- Born: 23 November 1955 Bellem, Belgium
- Died: 23 July 2023 (aged 67) Lubbeek, Belgium
- Occupations: Journalist, news anchor, television presenter
- Years active: 1978–2020

= Martine Tanghe =

Belgian journalist (1955–2023)

Martine Tanghe (23 November 1955 – 23 July 2023) was a Belgian journalist. She is most known as news presenter at the Flemish public broadcast channel VRT. She is widely recognised for her language proficiency, elegant pronunciation and eloquence.

==Biography==

Tanghe studied Germanic languages in Leuven.

In 1978 she started working for VRT (then BRT).
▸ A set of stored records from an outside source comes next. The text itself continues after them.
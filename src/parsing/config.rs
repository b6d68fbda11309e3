use std::path::{Path, PathBuf};

use serde::{Deserialize, Serialize};
use thiserror::Error;

use crate::core::config::ComparisonConfig;
use crate::utils::validation::{check_input_size, validate_config, ValidationError};

#[derive(Error, Debug)]
pub enum ConfigError {
    #[error("Failed to read configuration: {0}")]
    ReadError(#[from] std::io::Error),

    #[error("Failed to parse configuration: {0}")]
    ParseError(#[from] serde_json::Error),

    #[error("Invalid configuration: {0}")]
    InvalidConfig(#[from] ValidationError),
}

/// Metadata files for one library of a batch
#[derive(Debug, Clone, PartialEq, Eq, Serialize, Deserialize)]
pub struct LibraryConfig {
    pub name: String,
    pub reference: PathBuf,
    pub target: PathBuf,
}

/// Configuration file: comparison settings plus an optional library list
#[derive(Debug, Clone, Default, PartialEq, Eq, Serialize, Deserialize)]
pub struct ParityConfig {
    #[serde(flatten)]
    pub comparison: ComparisonConfig,

    #[serde(default, skip_serializing_if = "Vec::is_empty")]
    pub libraries: Vec<LibraryConfig>,
}

/// Load and validate a configuration file.
///
/// Relative library paths are resolved against the file's directory.
///
/// # Errors
///
/// Returns an error if the file cannot be read or parsed, or if it fails
/// validation (duplicate overrides, empty mapping prefixes).
pub fn load_config(path: &Path) -> Result<ParityConfig, ConfigError> {
    check_input_size(std::fs::metadata(path)?.len())?;
    let content = std::fs::read_to_string(path)?;
    let mut config = parse_config(&content)?;

    if let Some(dir) = path.parent() {
        for library in &mut config.libraries {
            library.reference = dir.join(&library.reference);
            library.target = dir.join(&library.target);
        }
    }

    tracing::debug!(
        path = %path.display(),
        mappings = config.comparison.namespace_mappings.len(),
        overrides = config.comparison.overrides.len(),
        libraries = config.libraries.len(),
        "loaded configuration"
    );
    Ok(config)
}

/// Parse and validate a configuration document
///
/// # Errors
///
/// Returns an error if the JSON is malformed or fails validation.
pub fn parse_config(json: &str) -> Result<ParityConfig, ConfigError> {
    let config: ParityConfig = serde_json::from_str(json)?;
    validate_config(&config.comparison)?;
    Ok(config)
}

#[cfg(test)]
mod tests {
    use super::*;
    use crate::core::config::default_well_known_types;
    use std::fs;
    use tempfile::TempDir;

    #[test]
    fn test_parse_empty_config() {
        let config = parse_config("{}").unwrap();
        assert!(config.libraries.is_empty());
        assert!(config.comparison.overrides.is_empty());
        assert_eq!(config.comparison.well_known_types, default_well_known_types());
    }

    #[test]
    fn test_parse_config_with_libraries() {
        let json = r#"{
            "namespace_mappings": [{"reference_prefix": "org.example", "target_prefix": "Example"}],
            "overrides": [{"reference": "org.example.FloatField", "target": "Example.SingleField", "justification": "renamed"}],
            "libraries": [{"name": "core", "reference": "core.ref.json", "target": "core.target.json"}]
        }"#;
        let config = parse_config(json).unwrap();
        assert_eq!(config.comparison.namespace_mappings[0].target_prefix, "Example");
        assert_eq!(config.comparison.overrides[0].justification.as_deref(), Some("renamed"));
        assert_eq!(config.libraries[0].name, "core");
    }

    #[test]
    fn test_parse_config_rejects_duplicate_override() {
        let json = r#"{
            "overrides": [
                {"reference": "a.One", "target": "A.Uno"},
                {"reference": "a.One", "target": "A.Ein"}
            ]
        }"#;
        let err = parse_config(json).unwrap_err();
        assert!(matches!(
            err,
            ConfigError::InvalidConfig(ValidationError::DuplicateOverride(_))
        ));
    }

    #[test]
    fn test_parse_config_rejects_empty_prefix() {
        let json = r#"{"namespace_mappings": [{"reference_prefix": "", "target_prefix": "X"}]}"#;
        assert!(matches!(
            parse_config(json).unwrap_err(),
            ConfigError::InvalidConfig(ValidationError::EmptyMappingPrefix(_))
        ));
    }

    #[test]
    fn test_load_config_resolves_library_paths() {
        let dir = TempDir::new().unwrap();
        let path = dir.path().join("parity.json");
        fs::write(
            &path,
            r#"{"libraries": [{"name": "core", "reference": "ref/core.json", "target": "/abs/core.json"}]}"#,
        )
        .unwrap();

        let config = load_config(&path).unwrap();
        assert_eq!(config.libraries[0].reference, dir.path().join("ref/core.json"));
        assert_eq!(config.libraries[0].target, PathBuf::from("/abs/core.json"));
    }
}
Initially she combined reporting with presenting in the studio.

From 2005 until 2015 she presented the Grand Dictation of the Dutch Language, the most notable spelling competition of the Dutch language region.
From 2009 until 2017 she was in the board of directors of Onze Taal, a Dutch society dedicated to the Dutch language.

She retired at the end of 2020. Her last words on television before retirement became part of Flemish collective memory: "Ik zal u missen. Hou het veilig, hou vol, het komt allemaal weer goed."(I will miss you. Stay safe, keep going, everything's going to be alright.)

She died on 23 July 2023 in her own home, due to cancer.

== Awards ==
Tanghe is widely praised for her pronunciation and language skills.
- In 2008 she received an Honourable Mention at AIB Media Excellence Awards-award International TV personality of the year.
- In 2020 she received the Grote Prijs Jan Wauters, later renamed after her.
- In 2021 she received an Order of merit of the Flemish Community
- In 2023 she was awarded the rank of Commander in the Order of the Crown.
- She has a street named after her in Lubbeek.